• **EXERCISE BRIEF**:
Read through the data and report every line in which the word "that" occurs.

[Stored data entries]
Start of Block

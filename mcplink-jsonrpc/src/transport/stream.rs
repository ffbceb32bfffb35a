//! A transport that communicates with the peer over two async streams, one for reading and one
//! for writing, one envelope per line.
//!
//! This is used to implement the stdio transport, and also is useful for creating tests that
//! simulate a client and server talking to each other without a real network.
use super::{encode_line, Transport, TransportError};
use crate::Envelope;
use std::fmt::{Debug, Formatter};
use tokio::io::{
    AsyncBufRead, AsyncBufReadExt, AsyncWrite, AsyncWriteExt, BufReader, DuplexStream, ReadHalf,
    WriteHalf,
};
use tokio::sync::Mutex;
use tokio_util::sync::CancellationToken;
use tracing::*;

pub struct StreamTransport<R, W> {
    reader: Mutex<R>,
    writer: Mutex<W>,
    closed: CancellationToken,
}

impl<R, W> Debug for StreamTransport<R, W> {
    fn fmt(&self, f: &mut Formatter<'_>) -> std::fmt::Result {
        f.debug_struct("StreamTransport")
            .field("closed", &self.closed.is_cancelled())
            .finish_non_exhaustive()
    }
}

impl<R, W> StreamTransport<R, W>
where
    R: AsyncBufRead + Unpin + Send,
    W: AsyncWrite + Unpin + Send,
{
    pub fn new(reader: R, writer: W) -> Self {
        Self {
            reader: Mutex::new(reader),
            writer: Mutex::new(writer),
            closed: CancellationToken::new(),
        }
    }
}

#[async_trait::async_trait]
impl<R, W> Transport for StreamTransport<R, W>
where
    R: AsyncBufRead + Unpin + Send + 'static,
    W: AsyncWrite + Unpin + Send + 'static,
{
    async fn send(&self, envelope: Envelope) -> Result<(), TransportError> {
        if self.closed.is_cancelled() {
            return Err(TransportError::Closed);
        }

        let line = encode_line(&envelope)?;

        // Holding the writer lock for the whole line keeps concurrent senders from interleaving
        let mut writer = self.writer.lock().await;
        writer.write_all(line.as_bytes()).await?;
        writer.write_all(b"\n").await?;
        writer.flush().await?;
        Ok(())
    }

    async fn receive(&self) -> Result<Option<Envelope>, TransportError> {
        let mut reader = self.reader.lock().await;
        loop {
            let mut line = String::new();
            tokio::select! {
                _ = self.closed.cancelled() => {
                    debug!("Transport closed; no more messages");
                    return Ok(None);
                },
                result = reader.read_line(&mut line) => {
                    if result? == 0 {
                        debug!("EOF on reader; stopping stream");
                        return Ok(None);
                    }
                }
            }

            let line = line.trim();
            if line.is_empty() {
                continue;
            }

            return line
                .parse::<Envelope>()
                .map(Some)
                .map_err(TransportError::Malformed);
        }
    }

    async fn close(&self) -> Result<(), TransportError> {
        if self.closed.is_cancelled() {
            return Ok(());
        }
        self.closed.cancel();

        let mut writer = self.writer.lock().await;
        if let Err(e) = writer.shutdown().await {
            debug!(error = %e, "Error shutting down writer; ignoring");
        }
        Ok(())
    }
}

pub type DuplexTransport = StreamTransport<BufReader<ReadHalf<DuplexStream>>, WriteHalf<DuplexStream>>;

/// Make two stream transports connected to each other in memory.
pub fn duplex(max_buf_size: usize) -> (DuplexTransport, DuplexTransport) {
    let (a, b) = tokio::io::duplex(max_buf_size);
    let (a_read, a_write) = tokio::io::split(a);
    let (b_read, b_write) = tokio::io::split(b);

    (
        StreamTransport::new(BufReader::new(a_read), a_write),
        StreamTransport::new(BufReader::new(b_read), b_write),
    )
}
use crate::RequestId;
use std::collections::HashMap;
use std::sync::Mutex;
use tokio_util::sync::CancellationToken;
use tracing::*;

#[derive(Debug, thiserror::Error)]
#[error("Request ID {0} is already being processed")]
pub struct DuplicateRequest(pub RequestId);

#[derive(Debug)]
struct Tracked {
    token: CancellationToken,
    reason: Option<String>,
}

/// Tracks inbound requests that are still being handled, so the peer can cancel them.
///
/// Cancellation is cooperative: cancelling a request only trips its token and records the reason.
/// The handler (or the runtime wrapping it) checks the token at its own convenience.
#[derive(Debug, Default)]
pub struct CancellationTracker {
    in_flight: Mutex<HashMap<RequestId, Tracked>>,
}

impl CancellationTracker {
    pub fn new() -> Self {
        Self::default()
    }

    /// Start tracking a request.  Fails if a request with the same ID is still in flight.
    pub fn track(&self, id: RequestId) -> Result<CancellationToken, DuplicateRequest> {
        let mut in_flight = self.lock();
        if in_flight.contains_key(&id) {
            return Err(DuplicateRequest(id));
        }

        let token = CancellationToken::new();
        in_flight.insert(
            id,
            Tracked {
                token: token.clone(),
                reason: None,
            },
        );
        Ok(token)
    }

    /// Cancel a request.  Cancelling an unknown or already-cancelled request is a no-op; the
    /// first reason wins.  Returns whether the request was known.
    pub fn cancel(&self, id: &RequestId, reason: Option<String>) -> bool {
        let mut in_flight = self.lock();
        let Some(tracked) = in_flight.get_mut(id) else {
            debug!(%id, "Cancellation for unknown request ID; ignoring");
            return false;
        };

        if !tracked.token.is_cancelled() {
            debug!(%id, reason = reason.as_deref().unwrap_or(""), "Cancelling request");
            tracked.reason = reason;
            tracked.token.cancel();
        }
        true
    }

    pub fn is_cancelled(&self, id: &RequestId) -> bool {
        self.lock()
            .get(id)
            .is_some_and(|tracked| tracked.token.is_cancelled())
    }

    pub fn reason(&self, id: &RequestId) -> Option<String> {
        self.lock()
            .get(id)
            .and_then(|tracked| tracked.reason.clone())
    }

    /// Stop tracking a request once it has finished, cancelled or not.
    pub fn release(&self, id: &RequestId) {
        self.lock().remove(id);
    }

    pub fn cancel_all(&self, reason: &str) {
        let mut in_flight = self.lock();
        for (id, tracked) in in_flight.iter_mut() {
            if !tracked.token.is_cancelled() {
                trace!(%id, "Cancelling request");
                tracked.reason = Some(reason.to_string());
                tracked.token.cancel();
            }
        }
    }

    pub fn len(&self) -> usize {
        self.lock().len()
    }

    pub fn is_empty(&self) -> bool {
        self.len() == 0
    }

    fn lock(&self) -> std::sync::MutexGuard<'_, HashMap<RequestId, Tracked>> {
        self.in_flight
            .lock()
            .unwrap_or_else(|poisoned| poisoned.into_inner())
    }
}
//! The streamable HTTP transport: JSON-RPC over `POST`, with server-sent event streams carrying
//! the server's side of the conversation.
pub mod accept;
pub mod auth;
mod client;
mod server;
pub mod sse;

pub use client::HttpClientTransport;
pub use server::HttpServerTransport;

/// Carries the session ID in both directions
pub const SESSION_ID_HEADER: &str = "mcp-session-id";

/// Cookie the server sets alongside [`SESSION_ID_HEADER`], accepted when the header is missing
pub const SESSION_COOKIE: &str = "Mcp-Session-Id";

/// Protocol version negotiated during the handshake, sent with every later request
pub const PROTOCOL_VERSION_HEADER: &str = "mcp-protocol-version";

/// Sent by a reconnecting client to resume an event stream
pub const LAST_EVENT_ID_HEADER: &str = "last-event-id";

End of Block

• **TASK OUTPUT**:
//! A transport that communicates with the peer over two async streams, one for reading and one
//! This is used to implement the stdio transport, and also is useful for creating tests that
/// Tracks inbound requests that are still being handled, so the peer can cancel them.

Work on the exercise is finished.